For the purpose of preprocessing, two different approaches were investigated: (1) we scaled the image intensities between 0-255 before extracting the patches and (2) we applied GCN normalization to obtain the zero mean over the input patches. Both the approaches showed different impact on the fine-tuning process, with the GCN approach showing higher performance compared with the scaling approach. Thus, the results in Exp#2 and 3 were performed using GCN preprocessing. Further, we investigated different stride values, which resulted in a smaller or larger number of patches than those presented in Sec. 3. Increasing the stride also increases the similarity in the input data (owing to higher overlap), and vice-versa. It was observed that CNNs performed better when trained with patches with more variability in spite of a small amount of input data compared with the number of CNN parameters to be trained. This behavior could be explained by the use of data augmentation at every epoch during training, which increases the size of the data by increasing variations in the input data.
There are some important things to note about training the CNN: (1) we tried to fine-tune the CNNs by training only the last few layers (also referred to as shallow tuning), as discussed in the literature,31,33 with no significant improvement in the classification results on the CBIS-DDSM and INbreast dataset.44 So, we finally fine-tuned the CNNs by training all the layers at a small learning rate. (2) It was also observed that the random weight initialization took a larger number of epochs to converge than initializing using ImageNet weights.
5. Conclusions
In this work, a transfer learning approach is used for automated mass detection in mammograms. For this purpose, widely used CNN models are analyzed for the detection of breast masses using two public mammogram databases (CBIS-DDSM and INbreast). The methodology presented uses regions of an image (patches) to train the CNNs. The results of training the CNN on CBIS-DDSM demonstrated that the feature domain of the CNN can be well adapted from natural images to classify masses in mammograms. Thereafter, it has been shown that the performance of CNN (in terms of mass detection) can be substantially enhanced using the transfer learning from the images of similar domain (i.e., mammograms), compared with the images of different domains (natural images). The automated framework developed in the work (using InceptionV3) has shown to obtain the best results based on TPR and FPI, outperforming current state-of-the-art approaches using the same INbreast dataset.

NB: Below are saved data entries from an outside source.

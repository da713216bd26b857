//! Visibility field
//!
//! The octant sweep driver: walks each of the 8 octants outward row by row,
//! runs the shadow state machine over a reused row of sweep cells, and
//! writes visible cells into a sparse offset-keyed map.

use crate::geom::Position;
use crate::los::cell::{SweepCell, STEP};
use crate::los::circle::CircleTable;
use crate::los::octant::{OctantTransform, OCTANTS};
use crate::los::vismap::VisibilityMap;
use crate::los::OpacityGrid;

/// Implementation cap on the sight radius unless a custom bound is given.
pub const DEFAULT_MAX_RADIUS: i32 = 20;

/// View narrowness: 1 = widest sight cone .. 5 = narrowest.
const VIEW: i32 = 2;

/// Sentinel lower bound for a blocker straight along the sweep axis.
const BIG_SHADOW: i32 = 32_000;

/// Upper shadow bound cast by a blocker at octant-local (row, col),
/// scaled by 10 for the integer math.
fn calc_upper(row: i32, col: i32) -> i32 {
    let upper = (10 * (10 * row - VIEW)) / (10 * col + VIEW);
    // a blocker on the diagonal never shades below the diagonal itself
    upper.max(10)
}

/// Lower shadow bound cast by a blocker at octant-local (row, col).
fn calc_lower(row: i32, col: i32) -> i32 {
    if col == 0 {
        return BIG_SHADOW;
    }
    10 * (10 * row + VIEW) / (10 * col - VIEW)
}

/// Shadow-casting visibility solver.
///
/// Owns the per-radius circle table, so a stale table can never pair with a
/// freshly set radius. `compute` is pure: it reads the grid through
/// [`OpacityGrid`] and touches no other state.
#[derive(Debug, Clone)]
pub struct VisibilityField {
    radius: i32,
    max_radius: i32,
    circle: CircleTable,
}

impl VisibilityField {
    /// Field with the default radius cap.
    pub fn new(radius: i32) -> Self {
        Self::with_max_radius(radius, DEFAULT_MAX_RADIUS)
    }

    /// Field with a custom radius cap (for larger viewports).
    pub fn with_max_radius(radius: i32, max_radius: i32) -> Self {
        let max_radius = max_radius.max(1);
        let radius = radius.clamp(1, max_radius);
        Self {
            radius,
            max_radius,
            circle: CircleTable::new(radius),
        }
    }

    pub fn radius(&self) -> i32 {
        self.radius
    }

    pub fn max_radius(&self) -> i32 {
        self.max_radius
    }

    /// Change the sight radius, clamping to `[1, max_radius]`.
    ///
    /// No-op when the clamped radius is unchanged; otherwise the circle
    /// table is rebuilt together with the radius.
    pub fn set_radius(&mut self, radius: i32) {
        let radius = radius.clamp(1, self.max_radius);
        if radius == self.radius {
            return;
        }
        log::debug!("sight radius {} -> {}", self.radius, radius);
        self.radius = radius;
        self.circle = CircleTable::new(radius);
    }

    /// Compute the visible cells around `origin`.
    ///
    /// The result maps (dx, dy) offsets to the feature seen there; offsets
    /// absent from the map are not visible. The origin itself is always
    /// recorded when it is in bounds.
    pub fn compute<G: OpacityGrid>(
        &self,
        origin: Position,
        grid: &G,
    ) -> VisibilityMap<G::Feature> {
        self.compute_with_shortcut(origin, grid, true)
    }

    fn compute_with_shortcut<G: OpacityGrid>(
        &self,
        origin: Position,
        grid: &G,
        shortcut: bool,
    ) -> VisibilityMap<G::Feature> {
        let mut out = VisibilityMap::new();

        if let Some(feature) = grid.feature_at(origin.x, origin.y) {
            out.insert(0, 0, feature);
        }

        for octant in &OCTANTS {
            self.sweep_octant(octant, origin, grid, shortcut, &mut out);
        }

        out
    }

    /// One octant of the sweep. All 8 octants run this same row/column walk
    /// through their coordinate transform.
    fn sweep_octant<G: OpacityGrid>(
        &self,
        octant: &OctantTransform,
        origin: Position,
        grid: &G,
        shortcut: bool,
        out: &mut VisibilityMap<G::Feature>,
    ) {
        // cells[0] starts fresh here; every other slot is initialized when
        // the sweep first reaches it on the diagonal.
        let mut cells = vec![SweepCell::new(); (self.radius + 1) as usize];
        let mut all_dark = false;

        for row in 1..=self.radius {
            let mut row_dark = true;
            // the corner flag never carries over between rows
            let mut vis_corner = false;

            let top = self.circle.bound(row).min(row);

            for col in 0..=top {
                let (dx, dy) = octant.apply(row, col);

                let Some(feature) = grid.feature_at(origin.x + dx, origin.y + dy)
                else {
                    continue;
                };

                // Octant already finished; the remaining cells still need
                // their entries cleared.
                if all_dark && shortcut {
                    out.remove(dx, dy);
                    continue;
                }

                let blocker = grid.blocks_sight(feature);

                let mut up_inc = STEP;
                let mut low_inc = STEP;

                let (before, rest) = cells.split_at_mut(col as usize);
                let cur = &mut rest[0];
                let mut west = before.last_mut();

                // STEP 1: inherit from the immediate west neighbor where
                // geometrically valid.
                if col < row {
                    if cur.lit_delay {
                        // blockers never light up from a delayed relight
                        if !blocker {
                            if let Some(w) = west.as_deref_mut() {
                                if w.lit {
                                    if w.low_max != 0 {
                                        cur.lit = false;
                                        // steal the lower shadow, don't copy it
                                        cur.low_max = w.low_max;
                                        cur.low_count = w.low_count;
                                        w.low_count = 0;
                                        w.low_max = 0;
                                        low_inc = 0;
                                    } else {
                                        cur.lit = true;
                                    }
                                }
                            }
                        }
                        cur.lit_delay = false;
                    }
                } else {
                    // new cell entering the sweep on the diagonal
                    cur.reset();
                }

                // STEP 2: blockers. A dark blocker at a shadow's edge is
                // still drawn, so wall corners don't vanish into nothing.
                if blocker {
                    let west_lit = west.as_deref().is_some_and(|w| w.lit);
                    if cur.lit || (col != 0 && west_lit) || vis_corner {
                        vis_corner = cur.lit;

                        cur.lit = false;
                        cur.visible = true;

                        let upper = calc_upper(row, col);
                        let lower = calc_lower(row, col);

                        if upper < cur.up_max || cur.up_max == 0 {
                            // new upper shadow
                            cur.up_max = upper;
                            cur.up_count = 0;
                            up_inc = 0;
                        }

                        if lower > cur.low_max || cur.low_max == 0 {
                            // new lower shadow
                            cur.low_max = lower;
                            cur.low_count = -STEP;
                            low_inc = 0;
                            if lower <= 30 {
                                cur.lit_delay = true;
                            }
                        }
                    } else {
                        cur.visible = false;
                    }
                } else {
                    // the visible flag is meaningful for blockers only
                    cur.visible = false;
                }

                // STEP 3: advance the counters toward their bounds.
                cur.up_count += up_inc;
                cur.low_count += low_inc;

                // STEP 4: upper shadows propagate outward along the row.
                if let Some(w) = west.as_deref() {
                    if w.reached_upper() {
                        if !cur.reached_upper() {
                            cur.up_max = w.up_max;
                            cur.up_count = w.up_count - w.up_max;
                        }
                        cur.lit = false;
                        cur.visible = false;
                    }
                }

                // STEP 5: lower shadows hand off to the next cell.
                if let Some(w) = west.as_deref_mut() {
                    if w.reached_lower() {
                        cur.low_max = w.low_max;
                        cur.low_count = w.low_count - w.low_max;
                        w.low_count = 0;
                        w.low_max = 0;
                    }

                    if w.low_max != 0 || (!w.lit && w.low_max == 0) {
                        cur.low_count = cur.low_max + STEP;
                    }
                }

                // STEP 6: light up once the lower bound is reached.
                if cur.reached_lower() {
                    cur.lit = true;
                }

                if cur.lit || (blocker && cur.visible) {
                    out.insert(dx, dy, feature);
                } else {
                    out.remove(dx, dy);
                }

                if cur.lit {
                    row_dark = false;
                }
            }

            if row_dark {
                all_dark = true;
            }
        }
    }
}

In this work, the patch classification is based on the classification of the central pixel. In future work, analysis of whether training the CNN using the volume (i.e., no. of pixels) of tumour within each patch could increase the accuracy of the prediction will be conducted. Further, the developed methodology will be extended for the segmentation of masses in mammograms. Also, the impact of domain adaptation using different FFDMs datasets (i.e., from different vendors) will be investigated. Finally, future work will also focus on the use of transfer learning for image domain adaptation from 2-D mammography to 3-D breast tomosynthesis.
Acknowledgments
This work is partially supported by SMARTER project funded by Ministry of Economy and Competitiveness of Spain, under project reference DPI2015-68442-R.A. is funded by the support of the Secretariat of Universities and Research, Ministry of Economy and Knowledge, Government of Catalonia Ref. ECO/1794/2015 FIDGR-2016. The authors gratefully acknowledge the support of the NVIDIA Corporation with the donation of the Titan X Pascal GPU used for this research.
Biographies
Richa Agarwal is a PhD student in the ViCOROB group at University of Girona, Spain. She received her BTech degree (2011) in India. In 2016, she graduated from Bourgoune University, France, with a masters in computer vision. In the last 3 years, she has been working in the field of medical imaging. Her research interests include image segmentation and registration, and the use of deep learning methods for breast cancer screening.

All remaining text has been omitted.